Saturday, February 25, 2006

Here's what I think...

in response to my own question.

Picture this:

It is Christmas Eve. We are sitting in church. It is dark and peaceful with the glow of candles providing the atmosphere. Our eyes are focused on the screen ahead as we follow a pictorial journey from Mary's pregnancy, to the angels and shepherds, the journey to Bethlehem, and ultimately the birth of Jesus, the Christ.

While the pictures are scrolling, "O Holy Night" is being played through the speakers. During the climax of the song, we are meditating on the picture of Mary, Joseph and baby Jesus in the stable.
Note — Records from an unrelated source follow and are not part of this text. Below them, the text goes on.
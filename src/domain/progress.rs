// src/domain/progress.rs
use serde::{Deserialize, Serialize};

/// Snapshot handed to the progress callback.
#[derive(Debug, Clone, Copy, PartialEq, Eq, Serialize, Deserialize)]
#[serde(rename_all = "camelCase")]
pub struct Progress {
    pub current: usize,
    pub total: usize,
    pub percentage: u8,
    pub is_complete: bool,
}

impl Progress {
    pub fn new(current: usize, total: usize) -> Self {
        let current = current.min(total);
        // an empty run is complete by definition
        let percentage = if total == 0 {
            100
        } else {
            ((current as f64 / total as f64) * 100.0).round() as u8
        };
        Self {
            current,
            total,
            percentage,
            is_complete: current == total,
        }
    }
}

#[derive(Debug, Clone, PartialEq, Eq, Serialize, Deserialize)]
pub struct FailedArticle {
    pub url: String,
    pub error: String,
}

/// Final outcome of one import run.
#[derive(Debug, Clone, PartialEq, Eq, Serialize, Deserialize)]
#[serde(rename_all = "camelCase")]
pub struct ImportResult {
    pub success: bool,
    pub message: String,
    #[serde(skip_serializing_if = "Option::is_none")]
    pub imported_count: Option<usize>,
    #[serde(skip_serializing_if = "Option::is_none")]
    pub failed_count: Option<usize>,
    #[serde(skip_serializing_if = "Option::is_none")]
    pub failed_articles: Option<Vec<FailedArticle>>,
    /// Set when the run was stopped by its cancellation token.
    #[serde(skip)]
    pub cancelled: bool,
}

impl ImportResult {
    /// Failure before any row was attempted; carries no counts.
    pub fn failure<S: Into<String>>(message: S) -> Self {
        Self {
            success: false,
            message: message.into(),
            imported_count: None,
            failed_count: None,
            failed_articles: None,
            cancelled: false,
        }
    }

    pub fn authentication_failed() -> Self {
        Self::failure("Failed to authenticate")
    }

    pub fn nothing_to_import() -> Self {
        Self {
            success: false,
            message: "No articles to import".to_string(),
            imported_count: Some(0),
            failed_count: Some(0),
            failed_articles: None,
            cancelled: false,
        }
    }

    /// Result of a run that attempted rows, successful iff anything was imported.
    pub fn from_counts(total: usize, imported: usize, failed: Vec<FailedArticle>) -> Self {
        let failed_count = failed.len();
        let message = if failed_count == 0 {
            format!("Successfully imported {} articles", imported)
        } else if imported == 0 {
            format!("Failed to import any articles ({} failed)", failed_count)
        } else {
            format!(
                "Imported {} of {} articles ({} failed)",
                imported, total, failed_count
            )
        };
        Self::with_counts(message, imported, failed)
    }

    /// Result of a run stopped by its cancellation token.
    pub fn cancelled(total: usize, imported: usize, failed: Vec<FailedArticle>) -> Self {
        let attempted = imported + failed.len();
        let message = format!(
            "Import cancelled after {} of {} articles: {} imported, {} failed",
            attempted,
            total,
            imported,
            failed.len()
        );
        Self {
            cancelled: true,
            ..Self::with_counts(message, imported, failed)
        }
    }

    fn with_counts(message: String, imported: usize, failed: Vec<FailedArticle>) -> Self {
        let failed_count = failed.len();
        Self {
            success: imported > 0,
            message,
            imported_count: Some(imported),
            failed_count: Some(failed_count),
            failed_articles: if failed.is_empty() { None } else { Some(failed) },
            cancelled: false,
        }
    }

    pub fn imported(&self) -> usize {
        self.imported_count.unwrap_or(0)
    }

    pub fn failed(&self) -> usize {
        self.failed_count.unwrap_or(0)
    }
}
Chills are running down my spine as a tear runs down my cheek. Jacob is sitting next to me. Out of the corner of my eye, I see him pull out a short metal rod from his pocket that he had found earlier. Pointing it at the screen, he holds the rod up to his face, closes one eye and uses the other to squint through the imaginary target hole. Then he wraps his finger around the imaginary trigger and whispers sound effects like, "pechu...pechu" as he slightly raises the rod after each sound. When he is done, he blows the imaginary smoke of the tip of the rod and puts it back in his pocket.

There went the moment for me. I was disturbed and upset but said nothing...until we got home. When we got in the door and talked about the worship time I said how upset I was that Jacob shot baby Jesus.
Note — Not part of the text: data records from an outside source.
// src/domain/parser.rs
use crate::domain::error::DomainError;
use crate::domain::row::{ArticleStatus, Row};
use regex::Regex;
use serde::{Deserialize, Serialize};
use std::fmt;
use std::str::FromStr;
use std::sync::OnceLock;
use tracing::{debug, instrument, trace};

static ABSOLUTE_URL: OnceLock<Regex> = OnceLock::new();

fn absolute_url() -> &'static Regex {
    ABSOLUTE_URL.get_or_init(|| Regex::new(r"(?i)^https?://").expect("compile absolute url regex"))
}

/// Turns raw CSV text into rows. Lines without a usable url are dropped.
pub trait RowParser: Send + Sync + fmt::Debug {
    /// Map the tokens of one line to a row, `None` if the line has no url.
    fn parse_fields(&self, fields: Vec<String>) -> Option<Row>;

    fn parse_line(&self, line: &str) -> Option<Row> {
        if line.trim().is_empty() {
            return None;
        }
        self.parse_fields(split_fields(line))
    }

    fn parse(&self, text: &str) -> Vec<Row> {
        let text = text.trim_start_matches('\u{feff}');
        let mut lines = text.lines().peekable();

        if let Some(first) = lines.peek() {
            if is_header(first) {
                trace!("Skipping header line: {}", first);
                lines.next();
            }
        }

        let rows: Vec<Row> = lines
            .enumerate()
            .filter_map(|(i, line)| {
                let row = self.parse_line(line);
                if row.is_none() && !line.trim().is_empty() {
                    debug!("Dropping line {} without url: {}", i + 1, line);
                }
                row
            })
            .collect();
        rows
    }
}

fn is_header(line: &str) -> bool {
    line.to_lowercase().contains("title,url")
}

/// Split one line on commas outside of double quotes.
///
/// Each field is trimmed, one enclosing quote pair is stripped and `""`
/// collapses to `"`.
pub fn split_fields(line: &str) -> Vec<String> {
    let mut fields = Vec::new();
    let mut current = String::new();
    let mut in_quotes = false;

    for c in line.chars() {
        match c {
            '"' => {
                in_quotes = !in_quotes;
                current.push(c);
            }
            ',' if !in_quotes => {
                fields.push(clean_field(&current));
                current.clear();
            }
            _ => current.push(c),
        }
    }
    fields.push(clean_field(&current));
    fields
}

fn clean_field(raw: &str) -> String {
    let trimmed = raw.trim();
    let unquoted = trimmed.strip_prefix('"').unwrap_or(trimmed);
    let unquoted = unquoted.strip_suffix('"').unwrap_or(unquoted);
    unquoted.replace("\"\"", "\"").trim().to_string()
}

/// Columns by index: title, url, time_added, tags, status.
#[derive(Debug, Default, Clone, Copy)]
pub struct PositionalParser;

impl RowParser for PositionalParser {
    fn parse_fields(&self, fields: Vec<String>) -> Option<Row> {
        let mut fields = fields.into_iter();
        let mut next = || fields.next().unwrap_or_default();

        let title = next();
        let url = next();
        if url.is_empty() {
            return None;
        }
        Some(Row {
            title,
            url,
            time_added: next(),
            tags: next(),
            status: next(),
        })
    }
}

/// Content sniffing for exports with unknown column order.
///
/// The first `http(s)://` token is the url. A token equal to a status keyword
/// is the status; on a two-token line the non-url token is the status. The
/// first remaining non-empty token becomes the title.
#[derive(Debug, Default, Clone, Copy)]
pub struct LenientParser;

impl RowParser for LenientParser {
    fn parse_fields(&self, fields: Vec<String>) -> Option<Row> {
        let url_idx = fields.iter().position(|f| absolute_url().is_match(f))?;
        let mut row = Row::from_url(fields[url_idx].clone());

        if fields.len() == 2 {
            row.status = fields[1 - url_idx].clone();
            return Some(row);
        }

        let status_idx = fields
            .iter()
            .enumerate()
            .position(|(i, f)| i != url_idx && ArticleStatus::is_keyword(f));
        if let Some(i) = status_idx {
            row.status = fields[i].clone();
        }

        if let Some(title) = fields
            .iter()
            .enumerate()
            .find(|(i, f)| *i != url_idx && Some(*i) != status_idx && !f.is_empty())
            .map(|(_, f)| f.clone())
        {
            row.title = title;
        }

        Some(row)
    }
}

/// Which parsing strategy the caller asked for.
#[derive(Debug, Default, Clone, Copy, PartialEq, Eq, Serialize, Deserialize)]
#[serde(rename_all = "lowercase")]
pub enum ParseMode {
    #[default]
    Positional,
    Lenient,
}

impl ParseMode {
    pub fn parser(&self) -> Box<dyn RowParser> {
        match self {
            ParseMode::Positional => Box::new(PositionalParser),
            ParseMode::Lenient => Box::new(LenientParser),
        }
    }
}

impl FromStr for ParseMode {
    type Err = DomainError;

    fn from_str(s: &str) -> Result<Self, Self::Err> {
        match s.trim().to_lowercase().as_str() {
            "positional" => Ok(ParseMode::Positional),
            "lenient" => Ok(ParseMode::Lenient),
            other => Err(DomainError::InvalidInput(format!(
                "Unknown parse mode '{}', expected 'positional' or 'lenient'",
                other
            ))),
        }
    }
}

impl fmt::Display for ParseMode {
    fn fmt(&self, f: &mut fmt::Formatter<'_>) -> fmt::Result {
        match self {
            ParseMode::Positional => write!(f, "positional"),
            ParseMode::Lenient => write!(f, "lenient"),
        }
    }
}

/// Parse `text` with the strategy selected by `mode`.
#[instrument(level = "debug", skip(text), fields(len = text.len()))]
pub fn parse_rows(text: &str, mode: ParseMode) -> Vec<Row> {
    let rows = mode.parser().parse(text);
    debug!("Parsed {} rows in {} mode", rows.len(), mode);
    rows
}

#[cfg(test)]
mod tests {
    use super::*;

    #[test]
    fn given_quoted_comma_when_split_then_single_field() {
        let fields = split_fields(r#""a,b",http://x.com"#);
        assert_eq!(fields, vec!["a,b", "http://x.com"]);
    }

    #[test]
    fn given_doubled_quotes_when_split_then_literal_quote() {
        let fields = split_fields(r#""say ""hi""",https://example.com"#);
        assert_eq!(fields[0], r#"say "hi""#);
        assert_eq!(fields[1], "https://example.com");
    }

    #[test]
    fn given_trailing_commas_when_split_then_empty_fields() {
        let fields = split_fields("t,https://example.com,,,");
        assert_eq!(fields.len(), 5);
        assert_eq!(fields[4], "");
    }

    #[test]
    fn given_header_when_parse_positional_then_header_skipped() {
        let text = "Title,URL,Time Added,Tags,Status\nRust,https://rust-lang.org,1700000000,lang,archive\n";
        let rows = PositionalParser.parse(text);
        assert_eq!(rows.len(), 1);
        assert_eq!(rows[0].title, "Rust");
        assert_eq!(rows[0].url, "https://rust-lang.org");
        assert_eq!(rows[0].time_added, "1700000000");
        assert_eq!(rows[0].tags, "lang");
        assert_eq!(rows[0].status, "archive");
    }

    #[test]
    fn given_first_line_not_header_when_parse_then_kept() {
        let text = "Rust,https://rust-lang.org\nTokio,https://tokio.rs";
        let rows = PositionalParser.parse(text);
        assert_eq!(rows.len(), 2);
        assert_eq!(rows[0].title, "Rust");
    }

    #[test]
    fn given_missing_columns_when_parse_positional_then_defaults_empty() {
        let rows = PositionalParser.parse("Only title,https://example.com");
        assert_eq!(rows[0].time_added, "");
        assert_eq!(rows[0].tags, "");
        assert_eq!(rows[0].status, "");
    }

    #[test]
    fn given_row_without_url_when_parse_positional_then_dropped() {
        let text = "a,https://example.com\njust a title\n\n   \nb,https://example.org\r\n";
        let rows = PositionalParser.parse(text);
        let urls: Vec<&str> = rows.iter().map(|r| r.url.as_str()).collect();
        assert_eq!(urls, vec!["https://example.com", "https://example.org"]);
    }

    #[test]
    fn given_bom_and_crlf_when_parse_then_clean_fields() {
        let text = "\u{feff}title,url\r\n\"Hello\",https://example.com\r\n";
        let rows = PositionalParser.parse(text);
        assert_eq!(rows.len(), 1);
        assert_eq!(rows[0].title, "Hello");
        assert_eq!(rows[0].url, "https://example.com");
    }

    #[test]
    fn given_url_in_any_column_when_parse_lenient_then_found() {
        let rows = LenientParser.parse("archive,My Title,https://example.com/a");
        assert_eq!(rows[0].url, "https://example.com/a");
        assert_eq!(rows[0].status, "archive");
        assert_eq!(rows[0].title, "My Title");
    }

    #[test]
    fn given_two_tokens_when_parse_lenient_then_other_is_status() {
        let rows = LenientParser.parse("https://bad-url,unread\nsomething,HTTP://Example.com");
        assert_eq!(rows.len(), 2);
        assert_eq!(rows[0].url, "https://bad-url");
        assert_eq!(rows[0].status, "unread");
        assert_eq!(rows[0].title, "");
        assert_eq!(rows[1].url, "HTTP://Example.com");
        assert_eq!(rows[1].status, "something");
    }

    #[test]
    fn given_no_http_token_when_parse_lenient_then_dropped() {
        let rows = LenientParser.parse("title only,ftp://example.com,archive\nwww.example.com");
        assert!(rows.is_empty());
    }

    #[test]
    fn given_positional_column_order_when_parse_lenient_then_same_result() {
        let line = r#""Example",https://example.com,,,archive"#;
        let lenient = LenientParser.parse(line);
        let positional = PositionalParser.parse(line);
        assert_eq!(lenient[0].title, positional[0].title);
        assert_eq!(lenient[0].url, positional[0].url);
        assert_eq!(lenient[0].status, positional[0].status);
    }

    #[test]
    fn given_mode_names_when_from_str_then_parsed() {
        assert_eq!("lenient".parse::<ParseMode>().unwrap(), ParseMode::Lenient);
        assert_eq!(" Positional ".parse::<ParseMode>().unwrap(), ParseMode::Positional);
        assert!("guess".parse::<ParseMode>().is_err());
    }

    #[test]
    fn given_duplicate_urls_when_parse_then_all_rows_kept_in_order() {
        let text = "a,https://example.com\nb,https://example.com\nc,https://example.com";
        let rows = parse_rows(text, ParseMode::Positional);
        let titles: Vec<&str> = rows.iter().map(|r| r.title.as_str()).collect();
        assert_eq!(titles, vec!["a", "b", "c"]);
    }
}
He was quite offended and said, "I didn't shoot Jesus!"
"Jacob, I saw you." I replied.
"I didn't shoot Jesus, I was shooting the sheep!"

The point? Kids play with guns whether we give them to them or not and there is not a lot we can do about it! There is an aggressive thread in all of our being, especially boys. I used to be against toy guns and weapons but had a change of heart a few years ago. Now my kids have cap guns and all the rest and I really don't have a problem with it. We are just allowing our boys to be boys. We do have guidelines though, they are not allowed to aim any imaginary or toy gun at people and we talk frequently about killing and death, and the seriousness of it all.
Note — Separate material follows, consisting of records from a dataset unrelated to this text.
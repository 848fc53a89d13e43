// src/domain/error.rs
use thiserror::Error;

#[derive(Error, Debug)]
pub enum DomainError {
    #[error("Invalid input: {0}")]
    InvalidInput(String),

    #[error("Authentication failed: {0}")]
    AuthenticationFailed(String),

    #[error("Configuration error: {0}")]
    Configuration(String),

    #[error("Remote request failed: {0}")]
    Remote(#[from] RemoteError),

    #[error("IO error: {0}")]
    Io(#[from] std::io::Error),

    #[error("Other error: {0}")]
    Other(String),
}

impl DomainError {
    pub fn context<C: Into<String>>(self, context: C) -> Self {
        match self {
            DomainError::InvalidInput(msg) => {
                DomainError::InvalidInput(format!("{}: {}", context.into(), msg))
            }
            DomainError::Configuration(msg) => {
                DomainError::Configuration(format!("{}: {}", context.into(), msg))
            }
            DomainError::Other(msg) => DomainError::Other(format!("{}: {}", context.into(), msg)),
            err => DomainError::Other(format!("{}: {}", context.into(), err)),
        }
    }
}

pub type DomainResult<T> = Result<T, DomainError>;

/// Failure of a single request against the bookmarking proxy.
///
/// Only [`RemoteError::RateLimited`] and [`RemoteError::Server`] are transient;
/// everything else is final for the row that caused it.
#[derive(Error, Debug, Clone, PartialEq, Eq)]
pub enum RemoteError {
    #[error("Rate limited by remote service (HTTP 429)")]
    RateLimited,

    #[error("Remote server error (HTTP {status}): {message}")]
    Server { status: u16, message: String },

    #[error("Request rejected (HTTP {status}): {message}")]
    Rejected { status: u16, message: String },

    #[error("{0}")]
    Failed(String),

    #[error("Network error: {0}")]
    Network(String),

    #[error("Malformed response: {0}")]
    MalformedResponse(String),

    #[error("Not authenticated")]
    NotAuthenticated,
}

impl RemoteError {
    /// Classify a non-success HTTP status.
    pub fn from_status(status: u16, message: impl Into<String>) -> Self {
        let message = message.into();
        match status {
            429 => RemoteError::RateLimited,
            500..=599 => RemoteError::Server { status, message },
            _ => RemoteError::Rejected { status, message },
        }
    }

    pub fn is_retryable(&self) -> bool {
        matches!(self, RemoteError::RateLimited | RemoteError::Server { .. })
    }
}

#[cfg(test)]
mod tests {
    use super::*;

    #[test]
    fn given_http_429_when_classify_then_retryable() {
        let err = RemoteError::from_status(429, "slow down");
        assert_eq!(err, RemoteError::RateLimited);
        assert!(err.is_retryable());
    }

    #[test]
    fn given_5xx_when_classify_then_retryable_server_error() {
        for status in [500, 502, 503, 599] {
            let err = RemoteError::from_status(status, "boom");
            assert!(err.is_retryable(), "status {} should be retryable", status);
        }
    }

    #[test]
    fn given_other_4xx_when_classify_then_permanent() {
        for status in [400, 401, 403, 404, 422] {
            let err = RemoteError::from_status(status, "nope");
            assert!(!err.is_retryable(), "status {} should be permanent", status);
        }
        assert!(!RemoteError::Network("timeout".into()).is_retryable());
        assert!(!RemoteError::NotAuthenticated.is_retryable());
        assert!(!RemoteError::Failed("invalid url".into()).is_retryable());
    }

    #[test]
    fn given_error_when_context_then_message_is_prefixed() {
        let err = DomainError::InvalidInput("bad".into()).context("reading csv");
        assert_eq!(err.to_string(), "Invalid input: reading csv: bad");
    }
}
Whether that is good or not, it works for us.

3 comments:

Anonymous said...

the best thing you can do is teach your kids what guns represent and keep the dialogue going on. i don't know about where you are living right now, but the gun violence here, especially with young adults, is just terrible. every weekend there was a young person killed at a club or bar and now it's increased to innocent people, being at the wrong place at the wrong time being shot. each one of us with children are responsible for educating our children about the dangers of guns, they will always be around and kid are always going to want to play with them. that's what i think.

Leslie said...

Parenting is really hard and the reality of gun violence is very scary! Even though I have eased up a lot, when they want to play guns it still bothers me. Mostly because I don't understand where their knowledge comes from. We monitor every show, movie and video game and have sheltered them from a lot but still, somehow, they have learned.

We just recently allowed them to watch Star Wars, hmmm....

WE do talk about it...a lot. I just don;t know how much they understand!

Dave King said...

yeah my mom was against me having toy guns until I found one at age four (it's was a silver six shooter) and I was so happy to find it she couldn't bear to take it from me.